Même si la hausse du prix du pétrole a pris de court les analystes, il n'en demeure pas moins que les raisons de son ampleur peuvent être mises en évidence. Voici une dizaine d'arguments, pas forcément dans le désordre.
1. La demande mondiale de pétrole n'a jamais été aussi élevée et les cours ont bondi pour atteindre, dès 2004, des niveaux jamais atteints depuis le deuxième choc pétrolier. Or, malgré les prix élevés, la robustesse des croissances de l'économie et de la demande pétrolière, notamment en Chine et aux États-Unis, maintient la demande à un niveau élevé alors que l'offre a de la difficulté à suivre. Globalement, en 2004, la demande a bondi de 3,2 % contre une hausse moyenne de 1,3 % pour la décennie 1994-2004. Cette croissance exceptionnelle a nécessité 2,6 Mb/j supplémentaires, une quantité très importante si on la compare à 2003 (+1,7 Mb/j) et 2002 (+0,3 Mb/j).
2. La situation au Moyen-Orient est de plus en plus instable. Or, face à une demande mondiale qui devrait passer de 82,6 Mb/j en 2004 à 120 Mb/j dans moins de deux décennies, il est légitime de se poser des questions sur l'aptitude de l'offre à suivre la demande, sachant que la majeure partie de cette nouvelle production ne pourrait provenir que du Moyen-Orient.

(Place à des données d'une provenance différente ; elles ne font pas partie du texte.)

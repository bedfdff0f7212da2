use chrono::NaiveDate;
use thiserror::Error;

use crate::currencies::{convert_currency, RateTable};
use crate::models::{AddOnCounts, EffectivePricing, Listing, RentalRequest};
use crate::pricing::resolve_effective_pricing;

/// Fixed EUR-per-day add-on rates from the booking form.
pub const CHILD_SEAT_RATE_EUR: f64 = 5.0;
pub const EXTRA_DRIVER_RATE_EUR: f64 = 8.0;
pub const YOUNG_DRIVER_PACKAGE_RATE_EUR: f64 = 10.0;

/// An incomplete or inconsistent rental request. Returned instead of a
/// silent zero so callers can surface the problem.
#[derive(Debug, Error, PartialEq, Eq)]
pub enum QuoteError {
    #[error("pickup and return dates are both required")]
    MissingDates,
    #[error("return date {return_date} must be after pickup date {pickup_date}")]
    InvalidDateRange {
        pickup_date: NaiveDate,
        return_date: NaiveDate,
    },
}

/// A fully computed rental quote. All amounts are EUR; display conversion
/// happens at the engine layer.
#[derive(Debug, Clone)]
pub struct RentalQuote {
    pub days: i64,
    pub pricing: EffectivePricing,
    pub car_cost_eur: f64,
    pub add_ons_cost_eur: f64,
    pub total_eur: f64,
}

/// Whole-day rental duration, always at least 1.
pub fn compute_days(pickup: NaiveDate, return_date: NaiveDate) -> Result<i64, QuoteError> {
    if return_date <= pickup {
        return Err(QuoteError::InvalidDateRange {
            pickup_date: pickup,
            return_date,
        });
    }
    Ok((return_date - pickup).num_days().max(1))
}

/// Tiered billing: whole weeks at the weekly rate, remaining days at the
/// daily rate. Rates are converted to EUR first when the listing's base
/// currency differs.
pub fn compute_car_rental_cost(pricing: &EffectivePricing, days: i64, table: &RateTable) -> f64 {
    let daily_eur = convert_currency(pricing.daily, &pricing.currency, "EUR", table);
    let weekly_eur = convert_currency(pricing.weekly, &pricing.currency, "EUR", table);

    let weeks = days / 7;
    let remainder = days % 7;
    weeks as f64 * weekly_eur + remainder as f64 * daily_eur
}

/// Add-on total in EUR: per-day unit rates times clamped counts times days.
pub fn compute_add_ons_cost(add_ons: &AddOnCounts, days: i64) -> f64 {
    let counts = add_ons.clamped();
    let per_day = counts.child_seat as f64 * CHILD_SEAT_RATE_EUR
        + counts.extra_driver as f64 * EXTRA_DRIVER_RATE_EUR
        + counts.young_driver_package as f64 * YOUNG_DRIVER_PACKAGE_RATE_EUR;
    per_day * days as f64
}

/// Compute the grand total for a booking. Seasonal pricing is resolved on
/// the pickup date.
pub fn compute_rental_total(
    listing: &Listing,
    request: &RentalRequest,
    table: &RateTable,
) -> Result<RentalQuote, QuoteError> {
    let (pickup, return_date) = match (request.pickup_date, request.return_date) {
        (Some(pickup), Some(return_date)) => (pickup, return_date),
        _ => return Err(QuoteError::MissingDates),
    };

    let days = compute_days(pickup, return_date)?;
    let pricing = resolve_effective_pricing(listing, pickup);
    let car_cost_eur = compute_car_rental_cost(&pricing, days, table);
    let add_ons_cost_eur = compute_add_ons_cost(&request.add_ons, days);

    Ok(RentalQuote {
        days,
        pricing,
        car_cost_eur,
        add_ons_cost_eur,
        total_eur: car_cost_eur + add_ons_cost_eur,
    })
}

3. Le raffinage de pétrole n'arrive plus à suivre l'offre avec des raffineries qui fonctionnent au seuil de leurs limites d'utilisation. Qui plus est, la structure de ces capacités n'est plus adaptée à l'évolution des besoins en produits raffinés car les raffineries ne sont pas en mesure de traiter le brut lourd, abondamment disponible.
4. La politique de l'OPEP de quotas par pays a finalement été bénéfique à ses membres. Ces dernières années, les pays de l'OPEP ont renforcé leur politique de contingentement de l'offre pétrolière en réduisant leurs quotas. Or, même s'il ne représente que 38 % de la production de pétrole, l'OPEP détient 79 % des réserves et, surtout, réalise 70 % des exportations mondiales.
5. L'impact de la spéculation sur les prix du pétrole est plus difficile à chiffrer, mais il n'y a plus l'ombre d'un doute qu'elle fait partie de l'équation du prix. Quand un dirigeant d'une multinationale pétrolière déclare : «Nous n'allons pas nous plaindre que le baril soit à 50 $» ou qu'un analyste rétorque que «l'humeur du marché à l'heure actuelle est telle que même lorsque rien d'inquiétant ne se passe, les opérateurs sont à la recherche de quelque chose de préoccupant», on peut conclure sans trop risquer de se tromper que les prix élevés du pétrole arrangent les affaires des pétrolières et du monde de la finance. Ainsi, les actions d'Exxon-Mobil ont doublé en moins de trois ans et ses profits ont cru de 44 % uniquement pour le premier trimestre 2005, contre 28 % pour la Royal Dutch/Shell. Au Canada, en 2004, le bénéfice de Shell a fait un bond de 94 % ! Il faut dire qu'on ne peut plus passer sous silence les explications fort alambiquées que nous proposent les spécialistes et analystes pour tout justifier quand il s'agit du prix du pétrole, surtout quand l'enrichissement spéculatif procuré est occulté.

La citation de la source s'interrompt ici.